Hace más de 20 años, cuando empecé a dar clases en la Escuela de Comunicación Social, mi colega y amiga Isabela Track me facilitó un texto de la española Rosa Montero. Me dijo: “Lee esto. Te puede ser muy útil cuando te toque explicar la técnica de la descripción”. Se trataba de El amor se adapta a lo que hay, un artículo que Montero publicó en El País. En efecto, el texto en sí mismo era una clase magistral acerca de cómo describir personajes y estados de ánimo.

El tema de feos que se enamoran Rosa Montero lo plasmó también en uno de sus cuentos compilados bajo el título Amantes y enemigos. Eventualmente, le envié un correo a la escritora española, ¡y ella me respondió! ¡Y yo me sentí dichosa! En Twitter, Montero es @BrunaHusky, y es una mujer sencilla que no se hace de rogar. Si le hablas, te responde. Conversa contigo, y te hace sentir que la sensibilidad literaria se nutre de sí misma; que, para ella, escribir sobre feos, enanos y deformes es una manera de alzar la voz por quienes no necesitan ser bellos y perfectos para llenar el mundo de una magia que no tiene forma pero sí mucha fuerza.
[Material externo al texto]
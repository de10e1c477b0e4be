//! ==============================================================================================
//! ====================================== Orchestrator (C7) =======================================
//! ==============================================================================================
//!
//! Day-stepped outer loop: `SSA -> E1 -> BARRIER -> E2 -> BARRIER -> POST ->
//! SAMPLE -> SWAP`. Each `rayon::scope` call is itself a barrier: the scope
//! only returns once every task it spawned has finished, so no explicit
//! `std::sync::Barrier` object is needed.

use std::sync::atomic::{AtomicBool, Ordering};
use std::sync::Mutex;

use crate::error::SimError;
use crate::events::{inter, intra, types::Event};
use crate::logging;
use crate::model::{Model, PostStepCode};
use crate::node::NetworkState;
use crate::partition::Partition;
use crate::rng::RngService;
use crate::sampler::Sampler;
use crate::sparse::CscView;
use crate::ssa;

/// First-error-wins latch, checked at every barrier.
struct ErrorLatch {
    set: AtomicBool,
    err: Mutex<Option<SimError>>,
}

impl ErrorLatch {
    fn new() -> Self {
        Self {
            set: AtomicBool::new(false),
            err: Mutex::new(None),
        }
    }

    fn set(&self, err: SimError) {
        if !self.set.swap(true, Ordering::SeqCst) {
            *self.err.lock().unwrap() = Some(err);
        }
    }

    fn is_set(&self) -> bool {
        self.set.load(Ordering::SeqCst)
    }

    fn take(&self) -> Option<SimError> {
        self.err.lock().unwrap().take()
    }
}

/// Static inputs shared read-only across every worker for the whole run.
pub struct StaticInputs<'a> {
    pub n: CscView<'a>,
    pub g: CscView<'a>,
    pub e: CscView<'a>,
    pub s: CscView<'a>,
}

/// Drive the full day-stepped simulation to completion.
#[allow(clippy::too_many_arguments)]
pub fn run(
    network: &mut NetworkState,
    partitions: &[Partition],
    e1: &[Vec<Event>],
    e2: &[Event],
    model: &Model,
    inputs: &StaticInputs<'_>,
    rngs: &mut RngService,
    sampler: &mut Sampler,
    mut on_day_complete: Option<&mut dyn FnMut(u64)>,
) -> Result<(), SimError> {
    sampler.write_initial(&network.nodes);
    let mut tt: f64 = 0.0;
    let gdata = network.gdata.clone();
    let latch = ErrorLatch::new();

    while !sampler.is_done() {
        let next_day = tt.floor() + 1.0;
        let day = next_day as i64 - 1;
        logging::debug(&format!("day {day}: starting SSA+E1 phase"));

        // Phase 1: SSA + E1, parallel across workers' disjoint node ranges.
        {
            let mut rest = network.nodes.as_mut_slice();
            let mut chunks = Vec::with_capacity(partitions.len());
            for p in partitions {
                let (head, tail) = rest.split_at_mut(p.len());
                chunks.push(head);
                rest = tail;
            }
            let rng_slice = rngs.workers_mut();

            rayon::scope(|scope| {
                for (i, ((chunk, part), rng)) in chunks
                    .into_iter()
                    .zip(partitions.iter())
                    .zip(rng_slice.iter_mut())
                    .enumerate()
                {
                    let latch = &latch;
                    let gdata = &gdata;
                    let queue = &e1[i];
                    let n = &inputs.n;
                    let g = &inputs.g;
                    let e = &inputs.e;
                    let s = &inputs.s;
                    scope.spawn(move |_| {
                        for (local_idx, node) in chunk.iter_mut().enumerate() {
                            if latch.is_set() {
                                return;
                            }
                            let node_id = part.start + local_idx;
                            if let Err(err) =
                                ssa::step_node(node, gdata, model, n, g, node_id, next_day, rng)
                            {
                                latch.set(err);
                                return;
                            }
                            if let Err(err) =
                                intra::process_intra_day(node, node_id, queue, day, e, s, rng)
                            {
                                latch.set(err);
                                return;
                            }
                        }
                    });
                }
            });
        }
        if let Some(err) = latch.take() {
            logging::error(&format!("day {day}: SSA+E1 phase failed: {err}"));
            return Err(err);
        }

        // Phase 2: E2, single designated worker, full cross-partition access.
        logging::debug(&format!("day {day}: E2 phase"));
        {
            let rng = rngs.workers_mut().first_mut().expect("at least one worker");
            inter::process_inter_day(&mut network.nodes, e2, day, &inputs.e, &inputs.s, rng)?;
        }

        // Phase 3: POST + SAMPLE + SWAP, parallel across workers.
        logging::debug(&format!("day {day}: POST phase"));
        {
            let mut rest = network.nodes.as_mut_slice();
            let mut chunks = Vec::with_capacity(partitions.len());
            for p in partitions {
                let (head, tail) = rest.split_at_mut(p.len());
                chunks.push(head);
                rest = tail;
            }

            rayon::scope(|scope| {
                for (part, chunk) in partitions.iter().zip(chunks.into_iter()) {
                    let latch = &latch;
                    let gdata = &gdata;
                    let model = &model;
                    scope.spawn(move |_| {
                        for (local_idx, node) in chunk.iter_mut().enumerate() {
                            if latch.is_set() {
                                return;
                            }
                            let node_id = part.start + local_idx;
                            let code = model.post_step.post_step(
                                &mut node.v_new,
                                &node.u,
                                &node.v,
                                &node.ldata,
                                gdata,
                                node_id,
                                next_day,
                            );
                            match code {
                                PostStepCode::Error(code) => {
                                    latch.set(SimError::PostStep { code, node: node_id });
                                    return;
                                }
                                PostStepCode::Update => node.mark_dirty(),
                                PostStepCode::NoUpdate => {}
                            }
                        }
                    });
                }
            });
        }
        if let Some(err) = latch.take() {
            logging::error(&format!("day {day}: POST phase failed: {err}"));
            return Err(err);
        }

        sampler.sample_crossings(&network.nodes, next_day);

        for node in network.nodes.iter_mut() {
            node.swap_aux_buffers();
        }

        tt = next_day;
        if let Some(cb) = on_day_complete.as_deref_mut() {
            cb(day as u64 + 1);
        }
    }

    Ok(())
}
//! ==============================================================================================
//! ===================================== Error Taxonomy ==========================================
//! ==============================================================================================

use thiserror::Error;

/// Fatal conditions the solver can raise.
///
/// Five base categories (`Alloc`, `InvalidRate`, `NegativeState`,
/// `InvalidEvent`, `InvalidInput`); `PostStep` is the callback-fatal
/// condition of the `POST` phase and shares `InvalidRate`-class severity,
/// not a sixth independent category.
#[derive(Debug, Error, Clone, PartialEq)]
pub enum SimError {
    #[error("allocation failure: {0}")]
    Alloc(String),

    #[error("invalid rate at node {node} transition {transition}: {value}")]
    InvalidRate {
        node: usize,
        transition: usize,
        value: f64,
    },

    #[error("negative compartment count at node {node} compartment {compartment}: {value}")]
    NegativeState {
        node: usize,
        compartment: usize,
        value: i64,
    },

    #[error("invalid event at index {index}: {reason}")]
    InvalidEvent { index: usize, reason: String },

    #[error("invalid input: {0}")]
    InvalidInput(String),

    #[error("post-timestep callback returned error code {code} at node {node}")]
    PostStep { code: i32, node: usize },
}

impl SimError {
    /// Stable integer code for a host marshaling this error back across an
    /// FFI boundary (0 reserved for success on the host side).
    pub fn code(&self) -> i32 {
        match self {
            SimError::Alloc(_) => 1,
            SimError::InvalidRate { .. } => 2,
            SimError::NegativeState { .. } => 3,
            SimError::InvalidEvent { .. } => 4,
            SimError::InvalidInput(_) => 5,
            SimError::PostStep { .. } => 2,
        }
    }
}

pub type SimResult<T> = Result<T, SimError>;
Conversar con Rosa Montero, así haya sido mediante una plataforma virtual, fue un hermoso privilegio porque a Bruna le gusta ser leída, le gusta ser sabida. Y a mí me da un regusto tremendo tener la certeza de que ella sabe de mí, que devoro sus libros, que amé La loca de la casa y también a Fatma, la prostituta de Instrucciones para salvar el mundo. Fatma es hermosa. Es buena. Palabra de Bruna.


Elisabetta Balasso

Los talentos

Tuve una conversación memorable con un amigo que había ido a Yale a realizar su doctorado en Matemáticas. Nos encontramos en Nueva York, donde fui a pasar una Semana Santa. Era la primera vez que iba a esa ciudad, y mi primer contacto con las maravillas del Metropolitan Museum. Finalmente pude ver arte egipcio en vivo; me pasé horas admirando los papiros y copiando invocaciones faraónicas en una libreta con hojas coloreadas. Tenía quince años. Esa Semana Santa nevó a destiempo.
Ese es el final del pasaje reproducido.